[RECORDS SHOWN — start]

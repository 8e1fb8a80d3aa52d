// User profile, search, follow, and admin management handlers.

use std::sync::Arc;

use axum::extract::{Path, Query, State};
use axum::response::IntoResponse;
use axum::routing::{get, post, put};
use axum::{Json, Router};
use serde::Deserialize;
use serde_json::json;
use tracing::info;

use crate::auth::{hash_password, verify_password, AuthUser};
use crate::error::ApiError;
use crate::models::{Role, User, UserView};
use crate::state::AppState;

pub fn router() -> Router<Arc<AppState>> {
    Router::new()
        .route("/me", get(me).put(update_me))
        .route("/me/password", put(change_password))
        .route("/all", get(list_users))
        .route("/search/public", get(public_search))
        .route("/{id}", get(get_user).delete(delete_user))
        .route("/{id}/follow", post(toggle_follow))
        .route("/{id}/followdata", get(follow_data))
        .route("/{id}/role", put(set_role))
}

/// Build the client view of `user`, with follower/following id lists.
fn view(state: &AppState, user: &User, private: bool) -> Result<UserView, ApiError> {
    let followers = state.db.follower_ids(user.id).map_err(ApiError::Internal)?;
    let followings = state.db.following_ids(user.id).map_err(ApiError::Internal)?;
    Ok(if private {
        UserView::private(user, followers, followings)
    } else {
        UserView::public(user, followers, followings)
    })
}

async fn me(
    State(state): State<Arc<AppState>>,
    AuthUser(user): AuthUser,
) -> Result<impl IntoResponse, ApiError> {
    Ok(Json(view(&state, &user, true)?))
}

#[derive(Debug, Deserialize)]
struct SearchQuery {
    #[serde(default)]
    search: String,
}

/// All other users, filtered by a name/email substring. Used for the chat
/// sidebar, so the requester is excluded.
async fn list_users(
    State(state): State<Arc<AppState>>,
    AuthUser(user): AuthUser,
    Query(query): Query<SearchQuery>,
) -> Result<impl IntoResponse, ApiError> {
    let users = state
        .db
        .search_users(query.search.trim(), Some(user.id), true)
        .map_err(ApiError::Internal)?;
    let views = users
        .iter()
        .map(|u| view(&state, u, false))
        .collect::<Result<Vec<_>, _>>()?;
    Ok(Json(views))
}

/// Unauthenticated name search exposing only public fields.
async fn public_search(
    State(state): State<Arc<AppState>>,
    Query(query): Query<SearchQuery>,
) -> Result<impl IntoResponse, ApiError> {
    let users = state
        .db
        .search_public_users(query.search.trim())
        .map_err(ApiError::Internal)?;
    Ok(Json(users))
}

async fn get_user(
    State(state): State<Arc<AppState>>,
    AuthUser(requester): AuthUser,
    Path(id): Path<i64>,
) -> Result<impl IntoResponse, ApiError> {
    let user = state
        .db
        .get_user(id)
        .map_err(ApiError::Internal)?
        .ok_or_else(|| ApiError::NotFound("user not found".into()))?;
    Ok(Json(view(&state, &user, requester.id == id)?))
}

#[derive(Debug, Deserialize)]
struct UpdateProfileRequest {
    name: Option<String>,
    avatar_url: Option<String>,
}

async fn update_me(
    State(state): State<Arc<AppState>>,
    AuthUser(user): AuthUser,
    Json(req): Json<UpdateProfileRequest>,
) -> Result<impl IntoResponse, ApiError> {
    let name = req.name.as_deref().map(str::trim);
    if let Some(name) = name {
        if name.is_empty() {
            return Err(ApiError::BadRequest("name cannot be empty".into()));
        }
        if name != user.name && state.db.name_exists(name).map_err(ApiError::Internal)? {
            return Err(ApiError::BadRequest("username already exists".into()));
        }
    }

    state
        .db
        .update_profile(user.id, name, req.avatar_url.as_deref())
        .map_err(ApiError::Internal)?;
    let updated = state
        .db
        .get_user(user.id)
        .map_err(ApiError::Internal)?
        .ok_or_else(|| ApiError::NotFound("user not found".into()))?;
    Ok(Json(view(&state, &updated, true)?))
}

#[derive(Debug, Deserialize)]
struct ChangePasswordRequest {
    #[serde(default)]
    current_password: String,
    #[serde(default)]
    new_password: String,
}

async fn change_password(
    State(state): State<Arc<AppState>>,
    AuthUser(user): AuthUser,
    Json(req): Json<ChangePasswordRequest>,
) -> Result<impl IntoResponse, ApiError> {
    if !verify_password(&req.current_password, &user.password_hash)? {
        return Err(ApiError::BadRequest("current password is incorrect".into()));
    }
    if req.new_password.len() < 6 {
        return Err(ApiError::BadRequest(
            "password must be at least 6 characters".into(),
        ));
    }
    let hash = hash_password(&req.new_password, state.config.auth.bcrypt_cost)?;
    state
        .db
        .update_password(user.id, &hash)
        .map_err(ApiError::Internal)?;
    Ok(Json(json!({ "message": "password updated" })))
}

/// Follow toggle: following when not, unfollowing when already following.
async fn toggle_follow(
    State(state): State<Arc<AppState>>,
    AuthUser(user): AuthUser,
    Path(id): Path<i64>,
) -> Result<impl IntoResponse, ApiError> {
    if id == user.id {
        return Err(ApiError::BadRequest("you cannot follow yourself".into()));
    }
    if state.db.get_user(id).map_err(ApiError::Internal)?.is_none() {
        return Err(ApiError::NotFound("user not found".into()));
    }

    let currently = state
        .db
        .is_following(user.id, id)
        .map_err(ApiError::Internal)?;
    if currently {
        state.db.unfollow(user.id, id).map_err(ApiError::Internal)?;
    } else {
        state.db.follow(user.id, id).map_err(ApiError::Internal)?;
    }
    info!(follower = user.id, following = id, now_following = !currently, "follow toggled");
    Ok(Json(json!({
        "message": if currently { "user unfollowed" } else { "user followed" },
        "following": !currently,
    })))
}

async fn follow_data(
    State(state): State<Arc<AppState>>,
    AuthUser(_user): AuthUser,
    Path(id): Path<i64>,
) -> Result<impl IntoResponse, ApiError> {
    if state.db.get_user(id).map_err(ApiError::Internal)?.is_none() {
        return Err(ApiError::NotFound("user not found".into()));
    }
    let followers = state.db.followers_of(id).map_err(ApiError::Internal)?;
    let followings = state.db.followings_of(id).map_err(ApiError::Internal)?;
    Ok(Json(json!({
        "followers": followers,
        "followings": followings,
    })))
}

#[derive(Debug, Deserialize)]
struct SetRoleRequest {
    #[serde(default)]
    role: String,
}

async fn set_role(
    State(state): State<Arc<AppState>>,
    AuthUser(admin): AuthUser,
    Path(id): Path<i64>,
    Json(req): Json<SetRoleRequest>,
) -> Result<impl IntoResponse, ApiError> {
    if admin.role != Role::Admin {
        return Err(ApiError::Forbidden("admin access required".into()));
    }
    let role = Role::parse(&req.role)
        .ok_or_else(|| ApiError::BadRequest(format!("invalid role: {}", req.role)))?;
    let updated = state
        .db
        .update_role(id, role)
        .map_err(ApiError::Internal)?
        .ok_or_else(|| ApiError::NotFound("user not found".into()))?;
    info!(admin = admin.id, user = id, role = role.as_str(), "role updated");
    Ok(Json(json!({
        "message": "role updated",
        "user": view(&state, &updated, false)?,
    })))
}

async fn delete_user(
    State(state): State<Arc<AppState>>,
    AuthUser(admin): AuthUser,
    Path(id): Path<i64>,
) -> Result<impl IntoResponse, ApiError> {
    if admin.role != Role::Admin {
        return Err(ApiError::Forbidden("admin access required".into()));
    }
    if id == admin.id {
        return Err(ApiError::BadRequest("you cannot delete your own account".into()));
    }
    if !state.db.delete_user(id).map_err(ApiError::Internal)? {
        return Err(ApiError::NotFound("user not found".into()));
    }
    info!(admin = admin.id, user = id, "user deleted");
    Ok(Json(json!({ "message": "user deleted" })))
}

[RECORDS SHOWN — finish]
[RECORDS SHOWN — start]

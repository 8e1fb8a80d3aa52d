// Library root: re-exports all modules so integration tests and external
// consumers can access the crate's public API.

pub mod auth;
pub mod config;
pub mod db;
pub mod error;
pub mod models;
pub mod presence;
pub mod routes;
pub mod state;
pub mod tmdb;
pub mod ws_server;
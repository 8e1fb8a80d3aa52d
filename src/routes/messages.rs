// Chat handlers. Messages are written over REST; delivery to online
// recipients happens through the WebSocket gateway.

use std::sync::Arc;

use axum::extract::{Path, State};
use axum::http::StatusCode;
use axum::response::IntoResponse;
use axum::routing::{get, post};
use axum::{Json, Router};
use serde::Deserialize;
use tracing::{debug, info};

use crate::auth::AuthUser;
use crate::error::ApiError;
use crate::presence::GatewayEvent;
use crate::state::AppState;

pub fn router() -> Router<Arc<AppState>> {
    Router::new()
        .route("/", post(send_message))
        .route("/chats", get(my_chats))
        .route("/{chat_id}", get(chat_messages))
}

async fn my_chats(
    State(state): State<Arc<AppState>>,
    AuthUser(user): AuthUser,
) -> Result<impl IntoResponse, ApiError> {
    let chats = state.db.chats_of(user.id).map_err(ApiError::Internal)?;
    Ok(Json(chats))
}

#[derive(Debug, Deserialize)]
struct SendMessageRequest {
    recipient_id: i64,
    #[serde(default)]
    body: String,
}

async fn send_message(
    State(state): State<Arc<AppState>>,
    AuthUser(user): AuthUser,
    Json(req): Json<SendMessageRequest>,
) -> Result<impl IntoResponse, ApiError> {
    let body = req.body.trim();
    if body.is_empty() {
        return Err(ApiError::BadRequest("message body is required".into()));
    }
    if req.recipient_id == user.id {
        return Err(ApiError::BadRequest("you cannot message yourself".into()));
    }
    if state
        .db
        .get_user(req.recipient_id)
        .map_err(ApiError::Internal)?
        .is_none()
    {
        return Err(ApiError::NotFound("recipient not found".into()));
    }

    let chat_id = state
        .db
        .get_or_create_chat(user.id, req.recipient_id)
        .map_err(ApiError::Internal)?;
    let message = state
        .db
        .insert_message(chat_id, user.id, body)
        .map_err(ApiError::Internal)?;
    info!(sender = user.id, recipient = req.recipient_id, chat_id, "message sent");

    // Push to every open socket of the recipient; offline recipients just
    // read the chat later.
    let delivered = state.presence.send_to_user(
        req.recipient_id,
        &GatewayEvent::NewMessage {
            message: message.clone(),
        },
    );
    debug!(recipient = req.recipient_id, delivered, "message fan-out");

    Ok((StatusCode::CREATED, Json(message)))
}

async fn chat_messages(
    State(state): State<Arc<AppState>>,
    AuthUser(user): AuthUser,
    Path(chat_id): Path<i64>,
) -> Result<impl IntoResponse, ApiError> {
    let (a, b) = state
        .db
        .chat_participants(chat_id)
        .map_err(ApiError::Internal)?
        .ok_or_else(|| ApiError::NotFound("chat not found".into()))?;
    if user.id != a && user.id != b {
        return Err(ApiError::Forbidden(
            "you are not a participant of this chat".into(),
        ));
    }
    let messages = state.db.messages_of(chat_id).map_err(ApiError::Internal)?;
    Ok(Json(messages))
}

[RECORDS SHOWN — finish]

__EXERCISE DIRECTIONS__
If a line in the records contains the word "private", copy it out.

__EXPECTED ANSWER__
fn view(state: &AppState, user: &User, private: bool) -> Result<UserView, ApiError> {
    Ok(if private {
        UserView::private(user, followers, followings)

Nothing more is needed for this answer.